In our study, eating quickly was significantly associated with WHtR ≥ 0.5 and the significantly increased OR for WHtR ≥ 0.5 was observed only in the “eating quickly and eating until full” group among eating habit patterns regardless of sex. These results suggest that “eating quickly and eating until full” had a substantial impact on WHtR ≥ 0.5. A recent study showed that reducing eating rate may be an effective intervention to decrease energy intake [32]. In addition, Andrade et al. reported that eating slowly may help to maximize satiation and reduce energy intake within meals [34]. Moreover, it was recently shown that modification of eating rate could be an efficient, cost effective adjunct for promoting healthy eating and decreasing energy intake [35]. Therefore, modifying fast eating to slower pace could be effective for the decrease of energy intake, which contributes to the prevention of the central obesity among adolescents.

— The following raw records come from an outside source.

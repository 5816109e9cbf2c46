//! Object macros: host functions invoked from replies with `<call>`.
//!
//! Two kinds of macro exist:
//!
//! - [`Subroutine`]s registered directly from Rust (`Bot::set_subroutine`).
//! - Code found in `> object name lang` blocks, handed to the
//!   [`ObjectHandler`] registered for `lang`. Blocks in a language with no
//!   handler are skipped at load time with a warning.
//!
//! A macro that fails or panics is contained: its `<call>` is replaced by an
//! `[ERR: ...]` marker and the rest of the reply is still produced.

use std::collections::HashMap;
use std::fmt;
use std::panic::{AssertUnwindSafe, catch_unwind};
use std::sync::Arc;

use crate::users::UserRecord;
use crate::{Brain, ERR_OBJECT_NOT_FOUND, MacroError};

/// What a macro can see and change while it runs.
///
/// The calling user's record is locked for the duration of the call, so
/// variables set here are visible to the rest of the reply.
pub struct CallContext<'a> {
    user_id: &'a str,
    user: &'a mut UserRecord,
    brain: &'a Brain,
}

impl<'a> CallContext<'a> {
    pub(crate) fn new(user_id: &'a str, user: &'a mut UserRecord, brain: &'a Brain) -> Self {
        CallContext { user_id, user, brain }
    }

    pub fn user_id(&self) -> &str {
        self.user_id
    }

    pub fn get_uservar(&self, name: &str) -> String {
        self.user.get(name)
    }

    pub fn set_uservar(&mut self, name: &str, value: &str) {
        self.user.set(name, value);
    }

    /// A bot variable (`! var`).
    pub fn get_variable(&self, name: &str) -> String {
        self.brain.bot_var(name)
    }

    pub fn set_variable(&self, name: &str, value: &str) {
        crate::script::define(&mut self.brain.vars.write(), name, value);
    }

    /// A global (`! global`).
    pub fn get_global(&self, name: &str) -> String {
        self.brain.global(name)
    }
}

/// A macro implemented in Rust.
pub trait Subroutine: Send + Sync {
    fn call(&self, ctx: &mut CallContext<'_>, args: &[String]) -> Result<String, MacroError>;
}

impl<F> Subroutine for F
where
    F: Fn(&mut CallContext<'_>, &[String]) -> Result<String, MacroError> + Send + Sync,
{
    fn call(&self, ctx: &mut CallContext<'_>, args: &[String]) -> Result<String, MacroError> {
        self(ctx, args)
    }
}

/// Runs object blocks written in some scripting language.
pub trait ObjectHandler: Send + Sync {
    /// Receive the body of `> object <name> <lang>`, one entry per line.
    fn load(&mut self, name: &str, code: &[String]) -> Result<(), MacroError>;

    fn call(&self, ctx: &mut CallContext<'_>, name: &str, args: &[String]) -> Result<String, MacroError>;
}

#[derive(Default)]
pub(crate) struct ObjectRegistry {
    subroutines: HashMap<String, Arc<dyn Subroutine>>,
    handlers: HashMap<String, Box<dyn ObjectHandler>>,
    /// Macro name -> language of the handler that loaded it.
    languages: HashMap<String, String>,
}

impl fmt::Debug for ObjectRegistry {
    fn fmt(&self, f: &mut fmt::Formatter<'_>) -> fmt::Result {
        let mut subroutines: Vec<_> = self.subroutines.keys().collect();
        subroutines.sort();
        let mut handlers: Vec<_> = self.handlers.keys().collect();
        handlers.sort();
        f.debug_struct("ObjectRegistry")
            .field("subroutines", &subroutines)
            .field("handlers", &handlers)
            .field("languages", &self.languages)
            .finish()
    }
}

impl ObjectRegistry {
    pub fn set_subroutine(&mut self, name: &str, subroutine: Arc<dyn Subroutine>) {
        self.subroutines.insert(name.to_string(), subroutine);
    }

    pub fn set_handler(&mut self, language: &str, handler: Box<dyn ObjectHandler>) {
        self.handlers.insert(language.to_lowercase(), handler);
    }

    pub fn has_handler(&self, language: &str) -> bool {
        self.handlers.contains_key(&language.to_lowercase())
    }

    /// Hand an object block to its language handler.
    pub fn load(&mut self, name: &str, language: &str, code: &[String]) -> Result<(), MacroError> {
        let language = language.to_lowercase();
        let handler =
            self.handlers.get_mut(&language).ok_or_else(|| MacroError::UnsupportedLanguage(language.clone()))?;
        handler.load(name, code)?;
        self.languages.insert(name.to_string(), language);
        Ok(())
    }

    /// Run macro `name`, turning every failure into inline reply text.
    pub fn invoke(&self, ctx: &mut CallContext<'_>, name: &str, args: &[String]) -> String {
        let outcome = if let Some(subroutine) = self.subroutines.get(name) {
            catch_unwind(AssertUnwindSafe(|| subroutine.call(ctx, args)))
        } else if let Some(handler) = self.languages.get(name).and_then(|lang| self.handlers.get(lang)) {
            catch_unwind(AssertUnwindSafe(|| handler.call(ctx, name, args)))
        } else {
            log::warn!("object macro '{name}' not found");
            return ERR_OBJECT_NOT_FOUND.to_string();
        };

        match outcome {
            Ok(Ok(output)) => output,
            Ok(Err(err)) => {
                log::warn!("object macro '{name}' failed: {err}");
                format!("[ERR: {err}]")
            }
            Err(_) => {
                log::error!("object macro '{name}' panicked");
                "[ERR: Object Macro Panicked]".to_string()
            }
        }
    }
}

#[cfg(test)]
mod tests {
    use super::*;

    struct Echo {
        loaded: HashMap<String, Vec<String>>,
    }

    impl ObjectHandler for Echo {
        fn load(&mut self, name: &str, code: &[String]) -> Result<(), MacroError> {
            self.loaded.insert(name.to_string(), code.to_vec());
            Ok(())
        }

        fn call(&self, _ctx: &mut CallContext<'_>, name: &str, args: &[String]) -> Result<String, MacroError> {
            let code = self.loaded.get(name).map(|c| c.join(";")).unwrap_or_default();
            Ok(format!("{code}({})", args.join(",")))
        }
    }

    fn invoke(registry: &ObjectRegistry, user: &mut UserRecord, name: &str, args: &[&str]) -> String {
        let brain = Brain::default();
        let args: Vec<String> = args.iter().map(|s| s.to_string()).collect();
        let mut ctx = CallContext::new("tester", user, &brain);
        registry.invoke(&mut ctx, name, &args)
    }

    #[test]
    fn subroutines_see_and_change_user_state() {
        let mut registry = ObjectRegistry::default();
        registry.set_subroutine(
            "remember",
            Arc::new(|ctx: &mut CallContext<'_>, args: &[String]| -> Result<String, MacroError> {
                ctx.set_uservar("memo", &args.join(" "));
                Ok(format!("noted for {}", ctx.user_id()))
            }),
        );

        let mut user = UserRecord::new();
        assert_eq!(invoke(&registry, &mut user, "remember", &["buy", "milk"]), "noted for tester");
        assert_eq!(user.get("memo"), "buy milk");
    }

    #[test]
    fn failures_become_inline_errors() {
        let mut registry = ObjectRegistry::default();
        registry.set_subroutine(
            "broken",
            Arc::new(|_: &mut CallContext<'_>, _: &[String]| -> Result<String, MacroError> {
                Err(MacroError::Failed("bad input".to_string()))
            }),
        );
        registry.set_subroutine(
            "explodes",
            Arc::new(|_: &mut CallContext<'_>, _: &[String]| -> Result<String, MacroError> { panic!("boom") }),
        );

        let mut user = UserRecord::new();
        assert_eq!(invoke(&registry, &mut user, "broken", &[]), "[ERR: bad input]");
        assert_eq!(invoke(&registry, &mut user, "explodes", &[]), "[ERR: Object Macro Panicked]");
        assert_eq!(invoke(&registry, &mut user, "missing", &[]), ERR_OBJECT_NOT_FOUND);
    }

    #[test]
    fn handlers_load_object_blocks() {
        let mut registry = ObjectRegistry::default();
        assert_eq!(
            registry.load("hello", "echo", &[]),
            Err(MacroError::UnsupportedLanguage("echo".to_string()))
        );

        registry.set_handler("Echo", Box::new(Echo { loaded: HashMap::new() }));
        assert!(registry.has_handler("echo"));
        registry.load("hello", "echo", &["a".to_string(), "b".to_string()]).unwrap();

        let mut user = UserRecord::new();
        assert_eq!(invoke(&registry, &mut user, "hello", &["x"]), "a;b(x)");
    }
}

The strength of the present study is that the participation rate was over 95 %, which suggests that the effect of sampling bias on the present study results was small. Furthermore, the outcome of this study (WHtR) was defined by the measurements of height and WC among over 2000 adolescents; WC is not usually measured in annual health examinations at junior high schools in Japan. However, this study has some limitations. First, the results of this study might be affected by some potential confounders such as total energy intake, daily eating frequency, eating out, type of food, family educational level, parental WHtR, and parental smoking [9, 16, 26, 28, 30, 36]. Because these items were not obtained in our study, the influence of residual confounding on the present study results cannot be excluded. Second, the information about eating quickly and eating until full was self-reported. However, a recent study reported that self-reported eating rate aligned with laboratory measured eating rate [35]. Moreover, Otsuka et al. showed a statistically positive association between self-reported rate of eating and energy intake [33]. In addition, a previous study reported that total energy intake in participants who reported eating until full was higher than that in those who did not report eating until full [10]. These study results support that our study results were reasonable. Third, participants in our study were from one town in Japan, which might limit the ability to generalize our findings to other populations. Finally, our study design is cross-sectional. Thus, the possibility of reverse causality cannot be ruled out.

Conclusions

The present study showed that eating quickly was associated with WHtR ≥ 0.5 among adolescents. Moreover, eating quickly and eating until full had a substantial impact on WHtR ≥ 0.5. This study suggests that modifying fast eating to a slower pace may help prevent central obesity among adolescents.